(Stored items)
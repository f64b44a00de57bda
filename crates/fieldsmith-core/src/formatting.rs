use schemars::JsonSchema;
use serde::{Deserialize, Serialize};

/// Case conversion applied before any other formatting step.
#[derive(Debug, Clone, Copy, PartialEq, Eq, Serialize, Deserialize, JsonSchema)]
#[serde(rename_all = "SCREAMING_SNAKE_CASE")]
pub enum CaseTransform {
    Upper,
    Lower,
    Title,
    Camel,
    Pascal,
    Snake,
    Kebab,
}

impl CaseTransform {
    pub fn as_str(&self) -> &'static str {
        match self {
            CaseTransform::Upper => "UPPER",
            CaseTransform::Lower => "LOWER",
            CaseTransform::Title => "TITLE",
            CaseTransform::Camel => "CAMEL",
            CaseTransform::Pascal => "PASCAL",
            CaseTransform::Snake => "SNAKE",
            CaseTransform::Kebab => "KEBAB",
        }
    }
}

/// Side of the value that is dropped when a value exceeds its fixed length.
#[derive(Debug, Clone, Copy, Default, PartialEq, Eq, Serialize, Deserialize, JsonSchema)]
#[serde(rename_all = "SCREAMING_SNAKE_CASE")]
pub enum TruncateFrom {
    Start,
    #[default]
    End,
}

/// Side of the value that receives padding.
#[derive(Debug, Clone, Copy, Default, PartialEq, Eq, Serialize, Deserialize, JsonSchema)]
#[serde(rename_all = "SCREAMING_SNAKE_CASE")]
pub enum PadPosition {
    Left,
    #[default]
    Right,
}

/// Padding used when a value is shorter than its fixed length.
#[derive(Debug, Clone, Default, PartialEq, Eq, Serialize, Deserialize, JsonSchema)]
#[serde(rename_all = "camelCase")]
pub struct Padding {
    /// Only the first character is used; defaults to a space.
    #[serde(default, alias = "char", skip_serializing_if = "Option::is_none")]
    pub character: Option<String>,
    #[serde(default)]
    pub position: PadPosition,
}

impl Padding {
    pub fn pad_char(&self) -> char {
        self.character
            .as_deref()
            .and_then(|value| value.chars().next())
            .unwrap_or(' ')
    }
}

/// Longest value a fixed-length rule or a padding function may produce.
pub const MAX_PADDED_LENGTH: usize = 10_000;

/// Pad-or-truncate rule producing values of exactly `length` characters.
#[derive(Debug, Clone, PartialEq, Eq, Serialize, Deserialize, JsonSchema)]
#[serde(rename_all = "camelCase")]
pub struct FixedLength {
    /// Non-positive lengths disable the rule; lengths above
    /// [`MAX_PADDED_LENGTH`] are rejected.
    pub length: i64,
    #[serde(default)]
    pub truncate_from: TruncateFrom,
    #[serde(default, alias = "pad")]
    pub padding: Padding,
}

/// Post-formatting validation checks.
#[derive(Debug, Clone, Default, PartialEq, Eq, Serialize, Deserialize, JsonSchema)]
#[serde(rename_all = "camelCase")]
pub struct ValidationRule {
    #[serde(default, skip_serializing_if = "Option::is_none")]
    pub min_length: Option<i64>,
    #[serde(default, skip_serializing_if = "Option::is_none")]
    pub max_length: Option<i64>,
    /// Regular expression the whole value must match.
    #[serde(default, skip_serializing_if = "Option::is_none")]
    pub pattern: Option<String>,
    #[serde(default, skip_serializing_if = "Vec::is_empty")]
    pub custom_rules: Vec<String>,
}

/// Formatting attributes for one precedence layer.
///
/// Every attribute is optional; an unset attribute inherits the value of a
/// lower precedence layer when layers are merged with [`FormattingOptions::overlay`].
#[derive(Debug, Clone, Default, PartialEq, Eq, Serialize, Deserialize, JsonSchema)]
#[serde(rename_all = "camelCase")]
pub struct FormattingOptions {
    #[serde(default, skip_serializing_if = "Option::is_none")]
    pub case_transform: Option<CaseTransform>,
    #[serde(default, skip_serializing_if = "Option::is_none")]
    pub prefix: Option<String>,
    #[serde(default, skip_serializing_if = "Option::is_none")]
    pub suffix: Option<String>,
    #[serde(default, skip_serializing_if = "Option::is_none")]
    pub fixed_length: Option<FixedLength>,
    #[serde(default, skip_serializing_if = "Option::is_none")]
    pub max_length: Option<i64>,
    #[serde(default, skip_serializing_if = "Option::is_none")]
    pub validation: Option<ValidationRule>,
}

impl FormattingOptions {
    /// Copy every attribute that `other` sets over the attributes of `self`.
    pub fn overlay(&mut self, other: &FormattingOptions) {
        if other.case_transform.is_some() {
            self.case_transform = other.case_transform;
        }
        if other.prefix.is_some() {
            self.prefix.clone_from(&other.prefix);
        }
        if other.suffix.is_some() {
            self.suffix.clone_from(&other.suffix);
        }
        if other.fixed_length.is_some() {
            self.fixed_length.clone_from(&other.fixed_length);
        }
        if other.max_length.is_some() {
            self.max_length = other.max_length;
        }
        if other.validation.is_some() {
            self.validation.clone_from(&other.validation);
        }
    }

    /// Returns true when no attribute is set.
    pub fn is_empty(&self) -> bool {
        self == &FormattingOptions::default()
    }
}

#[cfg(test)]
mod tests {
    use super::*;

    #[test]
    fn overlay_keeps_attributes_the_upper_layer_leaves_unset() {
        let mut merged = FormattingOptions {
            case_transform: Some(CaseTransform::Upper),
            prefix: Some("OLD-".to_string()),
            ..FormattingOptions::default()
        };
        merged.overlay(&FormattingOptions {
            prefix: Some("ID-".to_string()),
            ..FormattingOptions::default()
        });

        assert_eq!(merged.case_transform, Some(CaseTransform::Upper));
        assert_eq!(merged.prefix.as_deref(), Some("ID-"));
        assert!(merged.suffix.is_none());
    }

    #[test]
    fn deserializes_camel_case_and_aliases() {
        let options: FormattingOptions = serde_json::from_value(serde_json::json!({
            "caseTransform": "UPPER",
            "fixedLength": { "length": 5, "truncateFrom": "START", "pad": { "char": "0", "position": "LEFT" } },
            "maxLength": 3
        }))
        .expect("parse formatting");

        let fixed = options.fixed_length.expect("fixed length");
        assert_eq!(options.case_transform, Some(CaseTransform::Upper));
        assert_eq!(fixed.truncate_from, TruncateFrom::Start);
        assert_eq!(fixed.padding.pad_char(), '0');
        assert_eq!(fixed.padding.position, PadPosition::Left);
        assert_eq!(options.max_length, Some(3));
    }

    #[test]
    fn fixed_length_defaults() {
        let fixed: FixedLength =
            serde_json::from_value(serde_json::json!({ "length": 4 })).expect("parse");
        assert_eq!(fixed.truncate_from, TruncateFrom::End);
        assert_eq!(fixed.padding.position, PadPosition::Right);
        assert_eq!(fixed.padding.pad_char(), ' ');
    }
}
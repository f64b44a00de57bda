use fake::Fake;
use fake::faker::name::en::{FirstName, LastName};
use rand::Rng;

use crate::errors::GenerationError;
use crate::generators::{Generator, GeneratorContext, GeneratorRegistry};

pub fn register(registry: &mut GeneratorRegistry) {
    registry.register_generator(Box::new(FirstNameGenerator));
    registry.register_generator(Box::new(LastNameGenerator));
    registry.register_generator(Box::new(FullNameGenerator));
    registry.register_generator(Box::new(MiddleInitialGenerator));
}

struct FirstNameGenerator;

impl Generator for FirstNameGenerator {
    fn id(&self) -> &'static str {
        "Name.firstName"
    }

    fn name(&self) -> &'static str {
        "First Name"
    }

    fn generate(
        &self,
        _ctx: &GeneratorContext<'_>,
        _options: Option<&str>,
        rng: &mut dyn rand::RngCore,
    ) -> Result<String, GenerationError> {
        Ok(FirstName().fake_with_rng(rng))
    }
}

struct LastNameGenerator;

impl Generator for LastNameGenerator {
    fn id(&self) -> &'static str {
        "Name.lastName"
    }

    fn name(&self) -> &'static str {
        "Last Name"
    }

    fn generate(
        &self,
        _ctx: &GeneratorContext<'_>,
        _options: Option<&str>,
        rng: &mut dyn rand::RngCore,
    ) -> Result<String, GenerationError> {
        Ok(LastName().fake_with_rng(rng))
    }
}

/// `First Last`, with a middle initial half of the time.
struct FullNameGenerator;

impl Generator for FullNameGenerator {
    fn id(&self) -> &'static str {
        "Name.fullName"
    }

    fn name(&self) -> &'static str {
        "Full Name"
    }

    fn generate(
        &self,
        _ctx: &GeneratorContext<'_>,
        _options: Option<&str>,
        rng: &mut dyn rand::RngCore,
    ) -> Result<String, GenerationError> {
        let first: String = FirstName().fake_with_rng(rng);
        let last: String = LastName().fake_with_rng(rng);
        if rng.random_bool(0.5) {
            Ok(format!("{first} {}. {last}", random_initial(rng)))
        } else {
            Ok(format!("{first} {last}"))
        }
    }
}

struct MiddleInitialGenerator;

impl Generator for MiddleInitialGenerator {
    fn id(&self) -> &'static str {
        "Name.middleInitial"
    }

    fn name(&self) -> &'static str {
        "Middle Initial"
    }

    fn generate(
        &self,
        _ctx: &GeneratorContext<'_>,
        _options: Option<&str>,
        rng: &mut dyn rand::RngCore,
    ) -> Result<String, GenerationError> {
        Ok(random_initial(rng).to_string())
    }
}

fn random_initial(rng: &mut dyn rand::RngCore) -> char {
    char::from(b'A' + rng.random_range(0..26u8))
}

#[cfg(test)]
mod tests {
    use crate::generators::test_support::{generate, row};

    #[test]
    fn names_are_seed_deterministic() {
        let row = row(0, &[]);
        for key in ["Name.firstName", "Name.lastName", "Name.fullName"] {
            let first = generate(key, None, &row, 3).expect("name");
            let second = generate(key, None, &row, 3).expect("name");
            assert!(!first.is_empty());
            assert_eq!(first, second, "{key}");
        }
    }

    #[test]
    fn full_names_have_two_or_three_parts() {
        let row = row(0, &[]);
        for seed in 0..20 {
            let name = generate("Name.fullName", None, &row, seed).expect("name");
            let parts = name.split(' ').count();
            assert!(parts >= 2, "{name}");
        }
    }

    #[test]
    fn middle_initial_is_one_uppercase_letter() {
        let row = row(0, &[]);
        for seed in 0..20 {
            let initial = generate("Name.middleInitial", None, &row, seed).expect("initial");
            assert_eq!(initial.len(), 1);
            assert!(initial.chars().all(|ch| ch.is_ascii_uppercase()));
        }
    }
}
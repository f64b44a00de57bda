use thiserror::Error;

/// Errors raised while preparing or applying formatting.
#[derive(Debug, Error)]
pub enum FormatError {
    #[error("invalid validation pattern '{pattern}': {source}")]
    InvalidPattern {
        pattern: String,
        #[source]
        source: regex::Error,
    },
    #[error("fixed length {length} exceeds the limit of {limit}")]
    FixedLengthTooLarge { length: i64, limit: usize },
    #[error("invalid formatting rules: {0}")]
    Rules(#[from] serde_json::Error),
}
fn custom_rule_passes(value: &str, rule: &str) -> bool {
    let rule = rule.trim().to_lowercase();
    match rule.as_str() {
        "" => true,
        "not_empty" => !value.trim().is_empty(),
        "no_spaces" => !value.contains(' '),
        "alphanumeric" => !value.is_empty() && value.chars().all(|ch| ch.is_ascii_alphanumeric()),
        "alphabetic" => !value.is_empty() && value.chars().all(|ch| ch.is_ascii_alphabetic()),
        "numeric" => !value.is_empty() && value.chars().all(|ch| ch.is_ascii_digit()),
        "email_format" => matches_builtin(&EMAIL_PATTERN, EMAIL_REGEX, value),
        "phone_format" => matches_builtin(&PHONE_PATTERN, PHONE_REGEX, value),
        other => {
            warn!(rule = %other, "unknown validation rule");
            true
        }
    }
}

const EMAIL_REGEX: &str = r"^[A-Za-z0-9+_.-]+@([A-Za-z0-9.-]+\.[A-Za-z]{2,})$";
const PHONE_REGEX: &str = r"^[+]?[0-9\-\(\)\s]{10,}$";

static EMAIL_PATTERN: OnceLock<Option<Regex>> = OnceLock::new();
static PHONE_PATTERN: OnceLock<Option<Regex>> = OnceLock::new();

fn matches_builtin(cell: &OnceLock<Option<Regex>>, pattern: &str, value: &str) -> bool {
    match cell.get_or_init(|| Regex::new(pattern).ok()) {
        Some(regex) => regex.is_match(value),
        None => true,
    }
}

#[cfg(test)]
mod tests {
    use super::*;
    use fieldsmith_core::Padding;

    fn fixed(length: i64, truncate_from: TruncateFrom, padding: Padding) -> FixedLength {
        FixedLength {
            length,
            truncate_from,
            padding,
        }
    }

    fn validation(rules: &[&str]) -> FormattingOptions {
        FormattingOptions {
            validation: Some(ValidationRule {
                custom_rules: rules.iter().map(|rule| rule.to_string()).collect(),
                ..ValidationRule::default()
            }),
            ..FormattingOptions::default()
        }
    }

    #[test]
    fn case_transforms() {
        let value = "  hello   wORLD again ";
        assert_eq!(apply_case_transform("hello wORLD", CaseTransform::Title), "Hello World");
        assert_eq!(apply_case_transform(value, CaseTransform::Camel), "helloWorldAgain");
        assert_eq!(apply_case_transform(value, CaseTransform::Pascal), "HelloWorldAgain");
        assert_eq!(apply_case_transform(value, CaseTransform::Snake), "hello_world_again");
        assert_eq!(apply_case_transform(value, CaseTransform::Kebab), "hello-world-again");
        assert_eq!(apply_case_transform("straße", CaseTransform::Upper), "STRASSE");
        assert_eq!(apply_case_transform("", CaseTransform::Pascal), "");
    }

    #[test]
    fn oversized_fixed_lengths_are_rejected() {
        let options = |length| FormattingOptions {
            fixed_length: Some(fixed(length, TruncateFrom::End, Padding::default())),
            ..FormattingOptions::default()
        };

        let at_limit = FieldFormatter::new(options(MAX_PADDED_LENGTH as i64)).expect("at limit");
        assert_eq!(at_limit.format("x").chars().count(), MAX_PADDED_LENGTH);

        assert!(matches!(
            FieldFormatter::new(options(99_999_999_999)),
            Err(FormatError::FixedLengthTooLarge { length: 99_999_999_999, .. })
        ));
        assert_eq!(apply_formatting("x", &options(99_999_999_999)), FORMAT_ERROR);
    }

    #[test]
    fn fixed_length_pads_and_truncates() {
        let left_zero = Padding {
            character: Some("0".to_string()),
            position: PadPosition::Left,
        };
        assert_eq!(apply_fixed_length("42", &fixed(5, TruncateFrom::End, left_zero)), "00042");
        assert_eq!(
            apply_fixed_length("42", &fixed(4, TruncateFrom::End, Padding::default())),
            "42  "
        );
        assert_eq!(
            apply_fixed_length("abcdef", &fixed(3, TruncateFrom::Start, Padding::default())),
            "def"
        );
        assert_eq!(
            apply_fixed_length("abcdef", &fixed(3, TruncateFrom::End, Padding::default())),
            "abc"
        );
        assert_eq!(
            apply_fixed_length("abc", &fixed(0, TruncateFrom::End, Padding::default())),
            "abc"
        );
        assert_eq!(
            apply_fixed_length("abc", &fixed(-2, TruncateFrom::End, Padding::default())),
            "abc"
        );
    }

    #[test]
    fn affixes_wrap_the_cased_value() {
        let options = FormattingOptions {
            case_transform: Some(CaseTransform::Lower),
            prefix: Some("ID-".to_string()),
            suffix: Some("-X".to_string()),
            ..FormattingOptions::default()
        };
        assert_eq!(apply_formatting("AbC", &options), "ID-abc-X");
    }

    #[test]
    fn validation_failure_is_a_sentinel() {
        let options = FormattingOptions {
            validation: Some(ValidationRule {
                min_length: Some(3),
                pattern: Some("[A-Z]+".to_string()),
                ..ValidationRule::default()
            }),
            ..FormattingOptions::default()
        };
        assert_eq!(apply_formatting("ABCD", &options), "ABCD");
        assert_eq!(apply_formatting("AB", &options), VALIDATION_FAILED);
        assert_eq!(apply_formatting("ABCd", &options), VALIDATION_FAILED);
    }

    #[test]
    fn invalid_pattern_is_a_format_error() {
        let options = FormattingOptions {
            validation: Some(ValidationRule {
                pattern: Some("([a-z".to_string()),
                ..ValidationRule::default()
            }),
            ..FormattingOptions::default()
        };
        assert!(matches!(
            try_apply_formatting("abc", &options),
            Err(FormatError::InvalidPattern { .. })
        ));
        assert_eq!(apply_formatting("abc", &options), FORMAT_ERROR);
        assert_eq!(
            apply_formatting_batch(&["a", "b"], &options),
            vec![FORMAT_ERROR, FORMAT_ERROR]
        );
    }

    #[test]
    fn custom_rules() {
        assert_eq!(apply_formatting("abc123", &validation(&["alphanumeric", "NO_SPACES"])), "abc123");
        assert_eq!(apply_formatting("abc 123", &validation(&["no_spaces"])), VALIDATION_FAILED);
        assert_eq!(apply_formatting("12a", &validation(&["numeric"])), VALIDATION_FAILED);
        assert_eq!(apply_formatting("   ", &validation(&["not_empty"])), VALIDATION_FAILED);
        assert_eq!(apply_formatting("abc", &validation(&["alphabetic", "mystery"])), "abc");
        assert_eq!(
            apply_formatting("jo.doe@mail.example.com", &validation(&["email_format"])),
            "jo.doe@mail.example.com"
        );
        assert_eq!(apply_formatting("jo@localhost", &validation(&["email_format"])), VALIDATION_FAILED);
        assert_eq!(
            apply_formatting("+1 (555) 010-2030", &validation(&["phone_format"])),
            "+1 (555) 010-2030"
        );
        assert_eq!(apply_formatting("555-0102", &validation(&["phone_format"])), VALIDATION_FAILED);
    }

    #[test]
    fn preview_and_describe() {
        let options = FormattingOptions {
            case_transform: Some(CaseTransform::Upper),
            prefix: Some("p".to_string()),
            max_length: Some(8),
            ..FormattingOptions::default()
        };
        assert_eq!(preview_formatting(None, &options), "pSAMPLET");
        assert_eq!(preview_formatting(Some("ab"), &options), "pAB");
        assert_eq!(
            describe_formatting(&options),
            "Case: UPPER, Affix: 'p' + value + , Max length: 8 chars"
        );
        assert_eq!(describe_formatting(&FormattingOptions::default()), "No formatting applied");
    }
}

* _PROBLEM DETAILS_: Using the records above, copy all lines that include the word "Side".

* _ANSWER AREA_:
/// Side of the value that is dropped when a value exceeds its fixed length.
/// Side of the value that receives padding.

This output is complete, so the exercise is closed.